En organisant des législatives anticipées le 4 juillet prochain, le premier ministre Rishi Sunak contraint son parti, donné largement perdant par les sondages, à rapidement faire son aggiornamento. Sean Aidan Calderbank/Shutterstock

À quelques semaines des élections législatives annoncées pour le 4 juillet prochain par le premier ministre britannique Rishi Sunak, les sondages convergent pour annoncer une défaite du parti conservateur, voire son extinction, ni plus ni moins. Cette prédiction fait écho à un ouvrage célèbre de George Dangerfield qui revenait sur la déroute définitive du parti libéral, dont le prestige avait pourtant dominé le siècle précédent, au profit de la montée du nouveau parti travailliste à l’approche de la Première Guerre mondiale.
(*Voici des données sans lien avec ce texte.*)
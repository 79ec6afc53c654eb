use std::path::Path;

use mvc_checkout::PreviewStyle;
use serde::{Deserialize, Serialize};

use crate::error::{SdkError, SdkResult};

/// Repository configuration, stored as TOML in `.mvc/config.toml`.
///
/// Every key is optional in the file; missing keys take their defaults.
#[derive(Clone, Debug, PartialEq, Eq, Serialize, Deserialize)]
#[serde(default, deny_unknown_fields)]
pub struct MvcConfig {
    /// Hex characters shown for commit ids.
    pub short_id_len: usize,
    /// Gitignore-style patterns left out of the working-tree scan.
    pub ignore: Vec<String>,
    /// Diff shown before an overwrite prompt during checkout.
    pub checkout_preview: PreviewStyle,
    /// Unchanged lines shown around each change in status diffs.
    pub diff_context: usize,
}

impl Default for MvcConfig {
    fn default() -> Self {
        Self {
            short_id_len: 7,
            ignore: vec!["node_modules/".to_string()],
            checkout_preview: PreviewStyle::Aligned,
            diff_context: 3,
        }
    }
}

impl MvcConfig {
    pub const MIN_SHORT_ID_LEN: usize = 4;
    pub const MAX_SHORT_ID_LEN: usize = 64;

    /// Parse and validate TOML text.
    pub fn from_toml(text: &str) -> Result<Self, String> {
        let config: Self = toml::from_str(text).map_err(|e| e.to_string())?;
        config.validate()?;
        Ok(config)
    }

    /// Render as TOML.
    pub fn to_toml(&self) -> Result<String, String> {
        toml::to_string_pretty(self).map_err(|e| e.to_string())
    }

    /// Check value ranges.
    pub fn validate(&self) -> Result<(), String> {
        if !(Self::MIN_SHORT_ID_LEN..=Self::MAX_SHORT_ID_LEN).contains(&self.short_id_len) {
            return Err(format!(
                "short_id_len must be between {} and {}, got {}",
                Self::MIN_SHORT_ID_LEN,
                Self::MAX_SHORT_ID_LEN,
                self.short_id_len
            ));
        }
        Ok(())
    }

    /// Load from `path`. A missing file yields the defaults.
    pub fn load(path: &Path) -> SdkResult<Self> {
        let text = match std::fs::read_to_string(path) {
            Ok(text) => text,
            Err(e) if e.kind() == std::io::ErrorKind::NotFound => return Ok(Self::default()),
            Err(e) => return Err(SdkError::io(path, e)),
        };
        Self::from_toml(&text).map_err(|reason| SdkError::Config {
            path: path.to_path_buf(),
            reason,
        })
    }
}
Sommes-nous aujourd’hui dans le même cas de figure ou bien le parti conservateur, qui s’était jadis autoproclamé le « parti naturel de gouvernement », a-t-il encore un avenir ?

Si la défaite du parti conservateur laisse peu de place au doute, l’inconnue principale demeure surtout la taille de la majorité parlementaire qu’obtiendra le parti travailliste de Keir Starmer. Le mode de scrutin majoritaire uninominal à un tour favorise la victoire des deux grands partis majoritaires, conservateur et travailliste. Il n’en reste pas moins que l’obtention d’une majorité absolue de 326 sièges (sur un total de 650) constitue le gage de l’efficacité et de la stabilité du prochain gouvernement. En 2010, le parti conservateur, en tête des sondages, n’avait pas réussi à décrocher ce précieux sésame et avait dû nouer une coalition gouvernementale avec les Libéraux-Démocrates, alors en troisième position sur l’échiquier politique. Cette fois-ci, l’hypothèse d’un nouveau « Parlement sans majorité » (Hung Parliament) reste toutefois plus qu’improbable.

Le parti travailliste s’emploie aujourd’hui à tenter de reconquérir les sièges perdus aux dernières élections de 2019 qui avaient consacré la victoire du parti conservateur de Boris Johnson grâce à la conquête de bastions historiquement travaillistes dits du « mur rouge » (Red Wall) allant des Midlands au nord-est de l’Angleterre.

Mais dans ces circonscriptions, qui ont également massivement voté pour le Brexit au référendum de 2016, la concurrence de candidats provenant du parti eurosceptique et populiste Reform qui puise ses sources dans le UKIP devenu le Brexit Party en 2019, risque surtout de nuire aux candidats conservateurs. Ces derniers pourraient être tentés de jouer la surenchère populiste pour conserver leurs sièges, en particulier depuis l’annonce du retour de l’ancien leader du UKIP/Brexit Party, Nigel Farage, qui se présente dans la circonscription de Clacton et vient de reprendre la tête de Reform.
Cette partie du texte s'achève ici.